- [Dataset records]:

-- Opening Marker --

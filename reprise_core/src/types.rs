//! Core domain types for the Reprise engine.
//!
//! This module defines the fundamental types used throughout the system:
//! - Player progress, attributes and lifetime statistics
//! - Workout definitions and the run-time session snapshot
//! - Daily quests
//! - Reward deltas handed to the reward resolver

use chrono::{DateTime, NaiveDate, Utc};
use serde::{Deserialize, Serialize};
use uuid::Uuid;

/// Upper bound for every attribute value
pub const ATTRIBUTE_MAX: f64 = 100.0;

// ============================================================================
// Player Types
// ============================================================================

/// Level, XP and coin balance of the player
///
/// Only the reward resolver mutates this; everything else reads snapshots.
#[derive(Clone, Debug, Serialize, Deserialize, PartialEq, Eq)]
pub struct PlayerProgress {
    pub level: u32,
    pub xp: u64,
    pub coins: u64,
}

impl PlayerProgress {
    /// First-launch progress with the given coin balance
    pub fn new(starting_coins: u64) -> Self {
        Self {
            level: 1,
            xp: 0,
            coins: starting_coins,
        }
    }
}

impl Default for PlayerProgress {
    fn default() -> Self {
        Self::new(250)
    }
}

/// Character attributes, each within `[0, 100]`
#[derive(Clone, Copy, Debug, Serialize, Deserialize, PartialEq)]
pub struct AttributeBlock {
    pub force: f64,
    pub endurance: f64,
    pub speed: f64,
    pub assiduity: f64,
}

impl AttributeBlock {
    /// Attributes of a level 1 player with no training
    pub const BASE: AttributeBlock = AttributeBlock {
        force: 2.0,
        endurance: 3.0,
        speed: 2.0,
        assiduity: 0.0,
    };

    pub fn is_within_bounds(&self) -> bool {
        [self.force, self.endurance, self.speed, self.assiduity]
            .iter()
            .all(|v| (0.0..=ATTRIBUTE_MAX).contains(v))
    }
}

impl Default for AttributeBlock {
    fn default() -> Self {
        Self::BASE
    }
}

/// Force/endurance accumulated from finished workouts
///
/// Kept apart from the level-derived base so that recomputing attributes
/// after a level-up stays a pure function of `(level, training)`.
#[derive(Clone, Copy, Debug, Serialize, Deserialize, PartialEq, Default)]
pub struct TrainingGains {
    pub force: f64,
    pub endurance: f64,
}

/// Attributes plus lifetime workout statistics
#[derive(Clone, Debug, Serialize, Deserialize, PartialEq, Default)]
pub struct PlayerStats {
    pub attributes: AttributeBlock,
    #[serde(default)]
    pub training: TrainingGains,
    #[serde(default)]
    pub total_weight_lifted: f64,
    #[serde(default)]
    pub total_workouts_completed: u32,
    #[serde(default)]
    pub streak_days: f64,
}

/// A bundle of deltas to apply to progress and stats in one step
#[derive(Clone, Debug, Default, PartialEq)]
pub struct Reward {
    pub xp: u64,
    pub coins: u64,
    pub force: f64,
    pub endurance: f64,
    pub assiduity: f64,
    pub weight_lifted: f64,
    pub workouts_completed: u32,
    pub streak: f64,
}

impl Reward {
    /// Reward carrying only XP and coins
    pub fn currency(xp: u64, coins: u64) -> Self {
        Self {
            xp,
            coins,
            ..Self::default()
        }
    }

    pub fn is_empty(&self) -> bool {
        *self == Self::default()
    }

    /// Combine two rewards emitted by the same transition
    pub fn merge(mut self, other: Reward) -> Self {
        self.xp += other.xp;
        self.coins += other.coins;
        self.force += other.force;
        self.endurance += other.endurance;
        self.assiduity += other.assiduity;
        self.weight_lifted += other.weight_lifted;
        self.workouts_completed += other.workouts_completed;
        self.streak += other.streak;
        self
    }
}

// ============================================================================
// Workout Types
// ============================================================================

/// Load used for an exercise
#[derive(Clone, Copy, Debug, Serialize, Deserialize, PartialEq, Default)]
#[serde(rename_all = "snake_case")]
pub enum Load {
    #[default]
    Bodyweight,
    Kg(f64),
}

impl Load {
    /// Normalize a raw weight from the content provider
    ///
    /// Missing, zero, negative and non-finite weights mean bodyweight.
    pub fn from_kg(weight: Option<f64>) -> Self {
        match weight {
            Some(kg) if kg.is_finite() && kg > 0.0 => Load::Kg(kg),
            _ => Load::Bodyweight,
        }
    }

    pub fn kilograms(&self) -> Option<f64> {
        match self {
            Load::Kg(kg) if kg.is_finite() && *kg > 0.0 => Some(*kg),
            _ => None,
        }
    }
}

/// One exercise slot of a workout template
#[derive(Clone, Debug, Serialize, Deserialize, PartialEq)]
pub struct ExerciseSpec {
    pub exercise_id: String,
    pub sets: u32,
    pub reps: u32,
    #[serde(default)]
    pub weight: Load,
    #[serde(default)]
    pub rest_seconds: Option<u32>,
    #[serde(default)]
    pub xp_per_set: Option<u32>,
}

/// Immutable workout template supplied by the content provider
#[derive(Clone, Debug, Serialize, Deserialize, PartialEq)]
pub struct WorkoutDefinition {
    pub id: String,
    pub day: String,
    pub kind: String,
    pub exercises: Vec<ExerciseSpec>,
}

impl WorkoutDefinition {
    /// Check that the template can drive a session
    pub fn validate(&self) -> Vec<String> {
        let mut errors = Vec::new();
        if self.exercises.is_empty() {
            errors.push(format!("Workout {} has no exercises", self.id));
        }
        for (i, exercise) in self.exercises.iter().enumerate() {
            if exercise.sets == 0 {
                errors.push(format!(
                    "Workout {} exercise {} ({}) has zero sets",
                    self.id, i, exercise.exercise_id
                ));
            }
        }
        errors
    }
}

/// Phase of the workout state machine
#[derive(Clone, Copy, Debug, Serialize, Deserialize, PartialEq, Eq)]
#[serde(rename_all = "snake_case")]
pub enum Phase {
    /// Loaded and previewed, not begun yet
    Idle,
    Exercising,
    Resting,
    Complete,
}

/// Run-time snapshot of a workout in progress
#[derive(Clone, Debug, Serialize, Deserialize, PartialEq)]
pub struct WorkoutSession {
    pub id: Uuid,
    pub definition: WorkoutDefinition,
    pub exercise_index: usize,
    /// 1-based
    pub set_index: u32,
    pub phase: Phase,
    pub remaining_rest_seconds: u32,
    pub started_at: DateTime<Utc>,
    #[serde(default)]
    pub earned_xp: u64,
    #[serde(default)]
    pub weight_lifted: f64,
}

impl WorkoutSession {
    pub fn current_exercise(&self) -> Option<&ExerciseSpec> {
        self.definition.exercises.get(self.exercise_index)
    }

    pub fn is_active(&self) -> bool {
        matches!(self.phase, Phase::Exercising | Phase::Resting)
    }
}

// ============================================================================
// Quest Types
// ============================================================================

/// A daily objective
#[derive(Clone, Debug, Serialize, Deserialize, PartialEq)]
pub struct Quest {
    pub id: u32,
    pub name: String,
    pub reward_xp: u64,
    pub reward_coins: u64,
    #[serde(default)]
    pub completed: bool,
    #[serde(default)]
    pub progress: Option<f64>,
    #[serde(default)]
    pub max: Option<f64>,
}

/// How a quest is completed
#[derive(Clone, Copy, Debug, PartialEq)]
pub enum QuestKind {
    /// Completed by a single explicit action
    Binary,
    /// Accumulates toward `max` and completes on reaching it
    Progress { max: f64 },
}

impl Quest {
    /// A quest without a usable `max` falls back to binary semantics
    pub fn kind(&self) -> QuestKind {
        match self.max {
            Some(max) if max.is_finite() && max > 0.0 => QuestKind::Progress { max },
            _ => QuestKind::Binary,
        }
    }

    /// Same quest with progress zeroed and completion cleared
    pub fn reset(&self) -> Self {
        let progress = match self.kind() {
            QuestKind::Progress { .. } => Some(0.0),
            QuestKind::Binary => None,
        };
        Self {
            completed: false,
            progress,
            ..self.clone()
        }
    }
}

/// The quest list for one calendar day
#[derive(Clone, Debug, Serialize, Deserialize, PartialEq)]
pub struct QuestSet {
    pub date: NaiveDate,
    pub quests: Vec<Quest>,
}

impl QuestSet {
    pub fn get(&self, id: u32) -> Option<&Quest> {
        self.quests.iter().find(|q| q.id == id)
    }

    pub fn completed_count(&self) -> usize {
        self.quests.iter().filter(|q| q.completed).count()
    }
}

-- Closing Marker --

- [Problem description]: Extract the lines above, from the first one through the one containing "pub const ATTRIBUTE_MAX: f64 = 100.0;", and return only those, unchanged.

- [Task answer]:
filename reprise_core/src/types.rs
//! Core domain types for the Reprise engine.
//!
//! This module defines the fundamental types used throughout the system:
//! - Player progress, attributes and lifetime statistics
//! - Workout definitions and the run-time session snapshot
//! - Daily quests
//! - Reward deltas handed to the reward resolver

use chrono::{DateTime, NaiveDate, Utc};
use serde::{Deserialize, Serialize};
use uuid::Uuid;

/// Upper bound for every attribute value
pub const ATTRIBUTE_MAX: f64 = 100.0;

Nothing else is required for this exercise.